What animals do you use to test the drug?
[We use different animals] One of the applications of this targeting concept has been to develop a method to accelerate bone fracture repair. In the U.S. each year there are 6.3 million bone fractures. Many of these people miss a lot of work as an ankle can be 12 weeks in a cast. We figured there’s be a great relief if we could reduce the 12 weeks to six weeks! So we developed a homing molecule that targets just the fracture. We linked that to a cargo which is a bone-growth stimulator. This gives very rapid repair of the broken bone, without causing bone growth everywhere else. These same drugs cannot be administered systemically but if you can target it… In this experiment, we used sheep to test the drug.
Are there diseases that cannot be tackled with your method?
Theoretically, probably not. But we’re having a tough time getting our drugs across the blood-brain barrier. For that reason, we have not been able to treat the Central Nervous system diseases, like Alzheimer’s, Parkinson’s disease, Multiple Sclerosis… We have been able to treat brain cancers – when there is a cancer in the brain, it breaks down the blood-brain barrier, so you can get the drugs in. But, in general, the blood-brain barrier remains intact except for rare conditions with Alzheimer’s, Parkinson’s and Multiple Sclerosis. So most of the time you cannot get the drug in unless it naturally crosses the blood-brain barrier.
There are a number of ways to disrupt the blood-brain barrier – ultrasound, osmotic shock… they’re all very damaging. There are other ways to piggyback drugs on other transporters that can get past the barrier, but their capacities are very low. No one has been able to deliver enough drug to make that a viable option.
What are the side-effects of your method?
Side effects can arise from two problems that can vary from almost negligible to very prominent, depending on the targeting ligand (the homing molecule) and the drug we’re using. One is that we inject these, they circulate and they gradually accumulate at the site of the tumour or rheumatoid arthritis or Crohn’s disease, whatever it is. If you don’t make the bridge – the link between the targeting molecule and the therapeutic warhead – stable enough, it can break before it reaches the diseased tissue. If that happens then you just release a free drug – no better than a non-targeted drug. And we do see that sometimes. These are things you can’t always predict from animal studies.
Second is, nature did not design receptors to be only on cancer cells. The receptors we target are also invariably expressed in normal cells. We try to find receptors whose expression in normal cells is greatly reduced. We don’t go after receptors that are present even in 10% of the abundance they are on a cancer or some other disease tissue. This gives us a window and reduces the toxicity.
In some cases for example folic acid – its major expression is on cancer cells. It’s also expressed in inflammatory macrophages – which are involved in autoimmune diseases. This is good, because we can use folic acid to target anything from Oediopathic pulmonary fibrosis to rheumatoid arthritis, Crohn’s disease and much more.
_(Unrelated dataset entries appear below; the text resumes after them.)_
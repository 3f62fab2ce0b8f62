//! Domain layer
//!
//! イベント、接続ハンドル、値オブジェクト、および外部コラボレーター（ストア・リレー・
//! メンバーシップ・認証）の trait を定義します。
//! 具体的な実装は Infrastructure 層が提供します（依存性の逆転）。

pub mod auth;
pub mod connection;
pub mod error;
pub mod event;
pub mod membership;
pub mod relay;
pub mod store;
pub mod value_object;

pub use auth::Authenticator;
pub use connection::{Connection, OutboundFrame, OutboundReceiver};
pub use error::{AuthError, RegistryError, RelayError, ResolveError, StoreError, WriteError};
pub use event::{
    Event, EventDraft, EventKind, MessageDraft, MessagePayload, NotificationDraft,
    NotificationPayload, RelayEnvelope,
};
pub use membership::RecipientResolver;
pub use relay::{Relay, RelayStream};
pub use store::MessageStore;
pub use value_object::{ConnectionId, InstanceId, ProjectId, UserId};

#[cfg(test)]
pub use membership::MockRecipientResolver;
#[cfg(test)]
pub use relay::MockRelay;
#[cfg(test)]
pub use store::MockMessageStore;
//! UseCase layer
//!
//! ファンアウトのパイプラインを構成するユースケースとバックグラウンドワーカー。
//!
//! ```text
//! read loop ─▶ IngestEventUseCase ─┬─▶ PersistenceQueue ─▶ PersistenceWorker ─▶ MessageStore
//!                                   └─▶ PublishQueue ─▶ RelayPublisher ─▶ Relay
//! Relay ─▶ RelaySubscriber ─▶ DispatchEventUseCase ─▶ ConnectionRegistry ─▶ writer task
//! ```

pub mod connect_user;
pub mod dispatch_event;
pub mod error;
pub mod get_message_history;
pub mod ingest_event;
pub mod persist_message;
pub mod publish_event;
pub mod subscribe_relay;

pub use connect_user::ConnectUserUseCase;
pub use dispatch_event::{DispatchEventUseCase, DispatchReport};
pub use error::{DispatchError, HistoryError, IngestError};
pub use get_message_history::GetMessageHistoryUseCase;
pub use ingest_event::IngestEventUseCase;
pub use persist_message::{
    PersistencePermit, PersistenceQueue, PersistenceWorker, persistence_queue,
};
pub use publish_event::{PublishPermit, PublishQueue, RelayPublisher, publish_queue};
pub use subscribe_relay::RelaySubscriber;
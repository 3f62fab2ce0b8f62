//! Hibiki fan-out server.
//!
//! Accepts authenticated WebSocket connections, persists and relays inbound events, and
//! delivers relayed events to the recipients connected to this instance.
//!
//! Run with:
//! ```not_rust
//! cargo run --bin hibiki-server
//! cargo run --bin hibiki-server -- --port 3000 \
//!     --membership '{"7":[1,2,3]}' --tokens '{"alice-token":1,"bob-token":2}'
//! ```

use std::{collections::HashMap, sync::Arc};

use clap::Parser;
use hibiki_server::{
    Collaborators, Instance, ServerConfig,
    config::DEFAULT_RELAY_CHANNEL,
    domain::{Authenticator, ProjectId, UserId},
    infrastructure::{
        auth::{AllowAllAuthenticator, StaticTokenAuthenticator},
        relay::InMemoryRelay,
        repository::{InMemoryMembershipStore, InMemoryMessageStore},
    },
    ui::Server,
};
use hibiki_shared::{logger::setup_logger, time::SystemClock};

#[derive(Parser, Debug)]
#[command(name = "hibiki-server")]
#[command(about = "Real-time event fan-out server", long_about = None)]
struct Args {
    /// Host address to bind the server to
    #[arg(short = 'H', long, env = "HIBIKI_HOST", default_value = "127.0.0.1")]
    host: String,

    /// Port number to bind the server to
    #[arg(short = 'p', long, env = "HIBIKI_PORT", default_value = "8080")]
    port: u16,

    /// Relay channel shared by every instance
    #[arg(long, env = "HIBIKI_CHANNEL", default_value = DEFAULT_RELAY_CHANNEL)]
    channel: String,

    /// Capacity of the persistence and relay-publish queues
    #[arg(long, env = "HIBIKI_QUEUE_CAPACITY", default_value = "100")]
    queue_capacity: usize,

    /// Frames buffered per connection
    #[arg(long, env = "HIBIKI_OUTBOUND_BUFFER", default_value = "64")]
    outbound_buffer: usize,

    /// Project membership seed, e.g. '{"7":[1,2]}'
    #[arg(long, env = "HIBIKI_MEMBERSHIP")]
    membership: Option<String>,

    /// Bearer token to user id map, e.g. '{"alice-token":1}'
    #[arg(long, env = "HIBIKI_TOKENS")]
    tokens: Option<String>,
}

impl Args {
    fn config(&self) -> ServerConfig {
        ServerConfig {
            relay_channel: self.channel.clone(),
            persistence_queue_capacity: self.queue_capacity,
            publish_queue_capacity: self.queue_capacity,
            outbound_buffer: self.outbound_buffer,
            ..ServerConfig::default()
        }
    }
}

fn membership_store(
    seed: Option<&str>,
) -> Result<InMemoryMembershipStore, Box<dyn std::error::Error>> {
    let Some(seed) = seed else {
        return Ok(InMemoryMembershipStore::new());
    };
    let raw: HashMap<String, Vec<u64>> = serde_json::from_str(seed)?;
    let mut projects = Vec::with_capacity(raw.len());
    for (project, members) in raw {
        let project = ProjectId::new(project.parse()?);
        projects.push((project, members.into_iter().map(UserId::new).collect::<Vec<_>>()));
    }
    Ok(InMemoryMembershipStore::with_projects(projects))
}

fn authenticator(
    tokens: Option<&str>,
) -> Result<Arc<dyn Authenticator>, Box<dyn std::error::Error>> {
    match tokens {
        Some(tokens) => {
            let raw: HashMap<String, u64> = serde_json::from_str(tokens)?;
            let tokens = raw
                .into_iter()
                .map(|(token, user_id)| (token, UserId::new(user_id)))
                .collect();
            Ok(Arc::new(StaticTokenAuthenticator::new(tokens)))
        }
        None => {
            tracing::warn!(
                "No tokens configured, accepting the user id as token (development only)"
            );
            Ok(Arc::new(AllowAllAuthenticator))
        }
    }
}

async fn run(args: Args) -> Result<(), Box<dyn std::error::Error>> {
    let config = args.config();

    // In-process collaborators
    let collaborators = Collaborators {
        store: Arc::new(InMemoryMessageStore::new()),
        relay: Arc::new(InMemoryRelay::default()),
        resolver: Arc::new(membership_store(args.membership.as_deref())?),
        authenticator: authenticator(args.tokens.as_deref())?,
        clock: Arc::new(SystemClock),
    };

    let instance = Instance::start(&config, collaborators);
    tracing::info!("Serving as instance {}", instance.id());
    let result = Server::new(instance.state()).run(args.host, args.port).await;
    instance.shutdown();
    result
}

#[tokio::main]
async fn main() {
    // Initialize tracing
    setup_logger(env!("CARGO_BIN_NAME"), "info");

    let args = Args::parse();

    if let Err(e) = run(args).await {
        tracing::error!("Server error: {}", e);
        std::process::exit(1);
    }
}
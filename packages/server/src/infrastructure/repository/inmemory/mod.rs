//! InMemory implementations of the durable store and the membership store

pub mod membership;
pub mod message;

pub use membership::InMemoryMembershipStore;
pub use message::InMemoryMessageStore;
The third place where folic acid is expressed is on the proximal tubules of the kidneys, and that is a healthy cell. The purpose of the receptor on the proximal tubules in the kidneys is to capture folic acid from the urine and dump it back into the bloodstream. You know, if we didn’t have that salvage receptor in the kidneys, we would be folic deficient in fifteen minutes.
It turns out that we don’t see any toxicity in the kidneys because they don’t keep it. They just capture it from the urine and put it back in the blood. So we’re lucky there.